>>>

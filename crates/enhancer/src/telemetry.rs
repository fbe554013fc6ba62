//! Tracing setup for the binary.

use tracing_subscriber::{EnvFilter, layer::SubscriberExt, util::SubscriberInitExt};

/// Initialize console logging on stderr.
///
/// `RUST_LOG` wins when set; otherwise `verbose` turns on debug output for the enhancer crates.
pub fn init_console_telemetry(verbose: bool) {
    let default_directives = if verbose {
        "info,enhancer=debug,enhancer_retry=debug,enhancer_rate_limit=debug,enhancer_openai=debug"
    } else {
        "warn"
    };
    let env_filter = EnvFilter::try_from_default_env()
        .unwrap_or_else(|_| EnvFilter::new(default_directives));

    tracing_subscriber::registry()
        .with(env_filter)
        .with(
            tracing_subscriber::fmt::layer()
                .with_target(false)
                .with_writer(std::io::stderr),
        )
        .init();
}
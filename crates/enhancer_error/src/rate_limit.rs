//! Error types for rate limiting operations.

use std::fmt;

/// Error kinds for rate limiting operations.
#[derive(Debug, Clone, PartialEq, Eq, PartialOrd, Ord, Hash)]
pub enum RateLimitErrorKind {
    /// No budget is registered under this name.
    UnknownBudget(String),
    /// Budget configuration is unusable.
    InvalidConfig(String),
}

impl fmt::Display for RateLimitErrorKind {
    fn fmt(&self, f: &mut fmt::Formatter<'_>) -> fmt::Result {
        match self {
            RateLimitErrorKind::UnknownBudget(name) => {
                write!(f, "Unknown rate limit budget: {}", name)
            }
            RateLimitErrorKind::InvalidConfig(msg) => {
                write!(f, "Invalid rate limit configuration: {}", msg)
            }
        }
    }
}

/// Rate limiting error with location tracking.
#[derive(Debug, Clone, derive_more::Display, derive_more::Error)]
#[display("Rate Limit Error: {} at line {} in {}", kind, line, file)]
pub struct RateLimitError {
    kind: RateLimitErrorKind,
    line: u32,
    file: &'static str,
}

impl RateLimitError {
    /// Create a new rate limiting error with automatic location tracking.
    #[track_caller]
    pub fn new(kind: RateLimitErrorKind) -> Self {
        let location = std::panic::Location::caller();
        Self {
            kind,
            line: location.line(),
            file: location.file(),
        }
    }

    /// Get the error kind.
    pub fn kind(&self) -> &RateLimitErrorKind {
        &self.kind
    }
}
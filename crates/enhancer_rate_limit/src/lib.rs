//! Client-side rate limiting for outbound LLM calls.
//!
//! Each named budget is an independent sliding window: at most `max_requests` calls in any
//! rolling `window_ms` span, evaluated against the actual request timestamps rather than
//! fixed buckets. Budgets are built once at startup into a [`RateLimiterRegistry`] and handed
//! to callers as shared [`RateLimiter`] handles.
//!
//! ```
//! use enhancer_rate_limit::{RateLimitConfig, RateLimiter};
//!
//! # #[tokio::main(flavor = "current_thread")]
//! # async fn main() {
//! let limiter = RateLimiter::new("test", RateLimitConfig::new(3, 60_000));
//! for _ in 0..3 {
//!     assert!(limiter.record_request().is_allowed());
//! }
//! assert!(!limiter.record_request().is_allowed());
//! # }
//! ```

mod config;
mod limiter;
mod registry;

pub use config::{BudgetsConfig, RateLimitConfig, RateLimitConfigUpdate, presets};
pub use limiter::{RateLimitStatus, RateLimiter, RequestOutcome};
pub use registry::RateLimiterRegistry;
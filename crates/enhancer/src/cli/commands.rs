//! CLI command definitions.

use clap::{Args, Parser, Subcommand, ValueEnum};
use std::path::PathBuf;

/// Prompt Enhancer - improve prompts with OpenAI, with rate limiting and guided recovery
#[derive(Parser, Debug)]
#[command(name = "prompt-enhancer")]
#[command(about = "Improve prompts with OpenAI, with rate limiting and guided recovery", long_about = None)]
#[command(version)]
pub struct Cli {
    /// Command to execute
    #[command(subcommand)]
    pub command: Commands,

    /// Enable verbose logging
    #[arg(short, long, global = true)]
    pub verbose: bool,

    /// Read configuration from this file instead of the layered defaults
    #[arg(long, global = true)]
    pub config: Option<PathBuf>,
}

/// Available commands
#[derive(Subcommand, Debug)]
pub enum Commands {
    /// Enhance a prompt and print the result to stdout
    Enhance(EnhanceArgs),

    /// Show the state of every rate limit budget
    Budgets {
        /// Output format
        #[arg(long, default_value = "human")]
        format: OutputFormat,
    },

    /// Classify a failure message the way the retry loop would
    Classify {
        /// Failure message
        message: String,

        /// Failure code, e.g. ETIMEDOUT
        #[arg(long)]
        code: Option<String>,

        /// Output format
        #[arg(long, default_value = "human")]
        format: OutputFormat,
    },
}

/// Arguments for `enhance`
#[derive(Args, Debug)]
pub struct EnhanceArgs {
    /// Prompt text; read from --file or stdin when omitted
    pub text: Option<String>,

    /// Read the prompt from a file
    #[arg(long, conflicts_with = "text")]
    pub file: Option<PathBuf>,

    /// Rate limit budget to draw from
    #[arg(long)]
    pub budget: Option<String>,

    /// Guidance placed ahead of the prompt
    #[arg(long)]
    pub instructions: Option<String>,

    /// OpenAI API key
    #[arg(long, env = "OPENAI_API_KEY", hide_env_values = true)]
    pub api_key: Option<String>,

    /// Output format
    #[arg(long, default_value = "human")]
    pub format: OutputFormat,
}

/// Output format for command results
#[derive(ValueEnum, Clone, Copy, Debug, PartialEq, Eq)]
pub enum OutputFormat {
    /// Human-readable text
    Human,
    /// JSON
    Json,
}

<<<

> **What is expected**:
Make an exact copy of every record listed above.

> **Reply to the exercise**:
filename crates/enhancer/src/telemetry.rs
repository fbe554013fc6ba62
//! Tracing setup for the binary.

use tracing_subscriber::{EnvFilter, layer::SubscriberExt, util::SubscriberInitExt};

/// Initialize console logging on stderr.
///
/// `RUST_LOG` wins when set; otherwise `verbose` turns on debug output for the enhancer crates.
pub fn init_console_telemetry(verbose: bool) {
    let default_directives = if verbose {
        "info,enhancer=debug,enhancer_retry=debug,enhancer_rate_limit=debug,enhancer_openai=debug"
    } else {
        "warn"
    };
    let env_filter = EnvFilter::try_from_default_env()
        .unwrap_or_else(|_| EnvFilter::new(default_directives));

    tracing_subscriber::registry()
        .with(env_filter)
        .with(
            tracing_subscriber::fmt::layer()
                .with_target(false)
                .with_writer(std::io::stderr),
        )
        .init();
}
filename crates/enhancer_error/src/rate_limit.rs
//! Error types for rate limiting operations.

use std::fmt;

/// Error kinds for rate limiting operations.
#[derive(Debug, Clone, PartialEq, Eq, PartialOrd, Ord, Hash)]
pub enum RateLimitErrorKind {
    /// No budget is registered under this name.
    UnknownBudget(String),
    /// Budget configuration is unusable.
    InvalidConfig(String),
}

impl fmt::Display for RateLimitErrorKind {
    fn fmt(&self, f: &mut fmt::Formatter<'_>) -> fmt::Result {
        match self {
            RateLimitErrorKind::UnknownBudget(name) => {
                write!(f, "Unknown rate limit budget: {}", name)
            }
            RateLimitErrorKind::InvalidConfig(msg) => {
                write!(f, "Invalid rate limit configuration: {}", msg)
            }
        }
    }
}

/// Rate limiting error with location tracking.
#[derive(Debug, Clone, derive_more::Display, derive_more::Error)]
#[display("Rate Limit Error: {} at line {} in {}", kind, line, file)]
pub struct RateLimitError {
    kind: RateLimitErrorKind,
    line: u32,
    file: &'static str,
}

impl RateLimitError {
    /// Create a new rate limiting error with automatic location tracking.
    #[track_caller]
    pub fn new(kind: RateLimitErrorKind) -> Self {
        let location = std::panic::Location::caller();
        Self {
            kind,
            line: location.line(),
            file: location.file(),
        }
    }

    /// Get the error kind.
    pub fn kind(&self) -> &RateLimitErrorKind {
        &self.kind
    }
}
filename crates/enhancer_rate_limit/src/lib.rs
//! Client-side rate limiting for outbound LLM calls.
//!
//! Each named budget is an independent sliding window: at most `max_requests` calls in any
//! rolling `window_ms` span, evaluated against the actual request timestamps rather than
//! fixed buckets. Budgets are built once at startup into a [`RateLimiterRegistry`] and handed
//! to callers as shared [`RateLimiter`] handles.
//!
//! ```
//! use enhancer_rate_limit::{RateLimitConfig, RateLimiter};
//!
//! # #[tokio::main(flavor = "current_thread")]
//! # async fn main() {
//! let limiter = RateLimiter::new("test", RateLimitConfig::new(3, 60_000));
//! for _ in 0..3 {
//!     assert!(limiter.record_request().is_allowed());
//! }
//! assert!(!limiter.record_request().is_allowed());
//! # }
//! ```

mod config;
mod limiter;
mod registry;

pub use config::{BudgetsConfig, RateLimitConfig, RateLimitConfigUpdate, presets};
pub use limiter::{RateLimitStatus, RateLimiter, RequestOutcome};
pub use registry::RateLimiterRegistry;
filename crates/enhancer/src/cli/commands.rs
//! CLI command definitions.

use clap::{Args, Parser, Subcommand, ValueEnum};
use std::path::PathBuf;

/// Prompt Enhancer - improve prompts with OpenAI, with rate limiting and guided recovery
#[derive(Parser, Debug)]
#[command(name = "prompt-enhancer")]
#[command(about = "Improve prompts with OpenAI, with rate limiting and guided recovery", long_about = None)]
#[command(version)]
pub struct Cli {
    /// Command to execute
    #[command(subcommand)]
    pub command: Commands,

    /// Enable verbose logging
    #[arg(short, long, global = true)]
    pub verbose: bool,

    /// Read configuration from this file instead of the layered defaults
    #[arg(long, global = true)]
    pub config: Option<PathBuf>,
}

/// Available commands
#[derive(Subcommand, Debug)]
pub enum Commands {
    /// Enhance a prompt and print the result to stdout
    Enhance(EnhanceArgs),

    /// Show the state of every rate limit budget
    Budgets {
        /// Output format
        #[arg(long, default_value = "human")]
        format: OutputFormat,
    },

    /// Classify a failure message the way the retry loop would
    Classify {
        /// Failure message
        message: String,

        /// Failure code, e.g. ETIMEDOUT
        #[arg(long)]
        code: Option<String>,

        /// Output format
        #[arg(long, default_value = "human")]
        format: OutputFormat,
    },
}

/// Arguments for `enhance`
#[derive(Args, Debug)]
pub struct EnhanceArgs {
    /// Prompt text; read from --file or stdin when omitted
    pub text: Option<String>,

    /// Read the prompt from a file
    #[arg(long, conflicts_with = "text")]
    pub file: Option<PathBuf>,

    /// Rate limit budget to draw from
    #[arg(long)]
    pub budget: Option<String>,

    /// Guidance placed ahead of the prompt
    #[arg(long)]
    pub instructions: Option<String>,

    /// OpenAI API key
    #[arg(long, env = "OPENAI_API_KEY", hide_env_values = true)]
    pub api_key: Option<String>,

    /// Output format
    #[arg(long, default_value = "human")]
    pub format: OutputFormat,
}

/// Output format for command results
#[derive(ValueEnum, Clone, Copy, Debug, PartialEq, Eq)]
pub enum OutputFormat {
    /// Human-readable text
    Human,
    /// JSON
    Json,
}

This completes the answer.